The recommendation is prefaced by saying that the entity should be structured “to comply with applicable law,” should work with national security and intelligence agencies and “international partners, civil society groups and private organizations,” and be privy to intelligence on foreign interference.

“I stress that I am not recommending that the government monitor all social media activity or private or semi-private communications of Canadians,” Hogue states in the preamble to the call to action. “Canadians can have the right to freely associate and express themselves online, and the right to privacy extends to online spaces.”

However, Open Media and the CCF have doubts about how the Canadian government could choose to interpret the suggestions.

Matt Hatfield, the executive director of the online civil liberties group Open Media told True North that the recommendations are just vague enough that they could be used to justify “both bad and good ideas.”

“How the next government picks up these recommendations and acts on them is going to be very important,” said Hatfield. “Fundamentally, politics in Canada should be debated and decided by Canadians.”

Both groups acknowledged that foreign entities are attempting to influence politics and conversations in Canada to be favourable to their interests and that it is certainly a problem worth addressing with full transparency to the Canadian public.

“That said, you can easily imagine the authority to issue orders to social media being distorted or abused to squelch the legitimate expression of people in Canada,” Hatfield said. “Some allegations were made of foreign influence during the convoy, for example, that were not born out by the facts at the time or after.”

He said it is “critical” that any power to compel data from social media platforms be “very carefully” described so it can’t easily be abused to surveil or silence Canadians. 

Christine van Geyn, the litigation director of the CCF, laid out her concerns on the most recent episode of the CCF’s civil liberties podcast, “Not Reserving Judgement,” on Wednesday.

“There is an issue with defining what disinformation or misinformation is, and this is actually an issue that’s been created by the government,” she said. “No one trusts these terms anymore, and it’s because of the way the government conducted it has conducted itself in large part during the pandemic.”

She noted that the government had claimed many subjects were disinformation, only for those topics to be later revealed by the government or journalists to be founded in truth or a matter of opinion.

She had concerns about the “civil society groups” mentioned in the recommendation being only those chosen by the state, the vague meaning behind the term “interact” when describing what the entity should be able to do and the potential for “mission creep.”

“Giving authority to a new agency to monitor online behaviour and develop intelligence information, I think, is a gateway to collecting information about citizens posting things online that the government doesn’t like or disagrees with,” Van Geyn said. 

She said there are still people who claim the freedom convoy was a foreign-funded disinformation campaign, naming Liberal leadership candidate Mark Carney as one such offender.

Van Geyn noted an Op-Ed the central banker wrote in the Globe and Mail where he said anyone donating to the Freedom Convoy “should be in no doubt: You are funding sedition” and that foreign funders of “the insurrection” interfered “from the start.”

“This just wasn’t true.
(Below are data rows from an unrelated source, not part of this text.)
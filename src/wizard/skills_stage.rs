use tracing::{info, warn};

use crate::dto::batch_dto::SkillPayload;
use crate::error::{Error, Result};
use crate::models::skill::SkillSelection;
use crate::models::taxonomy::{Skill, SkillType};
use crate::models::{ClientKey, ResumeId};
use crate::services::resume_api_service::ResumeApi;
use crate::wizard::entry_list::EntryList;
use crate::wizard::MISSING_CANDIDATE;

pub const NO_SKILL_SELECTED: &str = "Select at least one skill";

/// Stage 4: skill selections, with an optional skill-type filter over the
/// full catalog.
#[derive(Debug, Clone, Default)]
pub struct SkillsStage {
    resume_id: Option<ResumeId>,
    skill_types: Vec<SkillType>,
    catalog: Vec<Skill>,
    type_filter: Option<i64>,
    selections: EntryList<SkillSelection>,
    loading: bool,
}

impl SkillsStage {
    pub fn blank(resume_id: Option<ResumeId>) -> Self {
        Self {
            resume_id,
            ..Default::default()
        }
    }

    pub fn with_catalog(resume_id: Option<ResumeId>, skill_types: Vec<SkillType>, catalog: Vec<Skill>) -> Self {
        Self {
            resume_id,
            skill_types,
            catalog,
            ..Default::default()
        }
    }

    pub async fn mount(api: &ResumeApi, resume_id: Option<ResumeId>) -> Result<Self> {
        let (skill_types, catalog) = tokio::try_join!(api.skill_types(), api.skills())?;
        let stored = match resume_id {
            Some(id) => api.resume_skills(id).await?,
            None => Vec::new(),
        };
        let loaded = stored
            .into_iter()
            .map(|s| {
                let server_id = s.skill_id.map(|_| s.id);
                (
                    server_id,
                    SkillSelection {
                        skill_id: Some(s.skill_ref()),
                    },
                )
            })
            .collect();
        Ok(Self {
            resume_id,
            skill_types,
            catalog,
            type_filter: None,
            selections: EntryList::seeded(loaded),
            loading: false,
        })
    }

    pub fn skill_types(&self) -> &[SkillType] {
        &self.skill_types
    }

    pub fn type_filter(&self) -> Option<i64> {
        self.type_filter
    }

    /// Narrows `options()` without refetching the catalog.
    pub fn set_type_filter(&mut self, skill_type_id: Option<i64>) {
        self.type_filter = skill_type_id;
    }

    pub fn options(&self) -> Vec<&Skill> {
        self.catalog
            .iter()
            .filter(|s| match self.type_filter {
                Some(type_id) => s.skill_type_id == Some(type_id),
                None => true,
            })
            .collect()
    }

    pub fn selections(&self) -> &EntryList<SkillSelection> {
        &self.selections
    }

    pub fn is_loading(&self) -> bool {
        self.loading
    }

    /// Drops every row, leaving a single blank one.
    pub fn clear(&mut self) {
        self.selections = EntryList::default();
    }

    pub fn add(&mut self) -> ClientKey {
        self.selections.add()
    }

    pub fn select(&mut self, key: ClientKey, skill_id: Option<i64>) -> bool {
        self.selections.update(key, skill_id)
    }

    pub fn remove(&mut self, key: ClientKey) -> bool {
        self.selections.remove(key)
    }

    pub fn is_valid(&self) -> bool {
        self.selections.has_complete()
    }

    pub async fn submit(&mut self, api: &ResumeApi) -> Result<()> {
        let resume_id = self.resume_id.ok_or_else(|| Error::guard(MISSING_CANDIDATE))?;
        let skills = skill_payload(&self.selections, resume_id);
        if skills.is_empty() {
            warn!(resume_id = %resume_id, "skills submit blocked: nothing selected");
            return Err(Error::guard(NO_SKILL_SELECTED));
        }
        let count = skills.len();

        self.loading = true;
        let outcome = api.store_skills(skills).await;
        self.loading = false;
        outcome?;

        info!(resume_id = %resume_id, count, "skills saved");
        Ok(())
    }
}

/// Selected rows only. Duplicates are kept as entered.
pub fn skill_payload(selections: &EntryList<SkillSelection>, resume_id: ResumeId) -> Vec<SkillPayload> {
    selections
        .values()
        .filter_map(|s| s.skill_id)
        .map(|skill_id| SkillPayload { resume_id, skill_id })
        .collect()
}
You know, 88% of the donations on GoFundMe were from Canadians, both Give-Send-Go and GoFundMe said there were zero donations from Russia or China,” Van Geyn said.

She said even the CBC repeated the narrative that the Kremlin was behind the protest, and she worries that the state will wield the new government entity to crack down on similarly unfounded concerns.

“I think that there are real issues with foreign interference and spreading disinformation, but I have very, very little faith that a new agency to make these determinations will do so in a way that doesn’t chill the speech of Canadians and end up surveilling our own domestic protest movements.”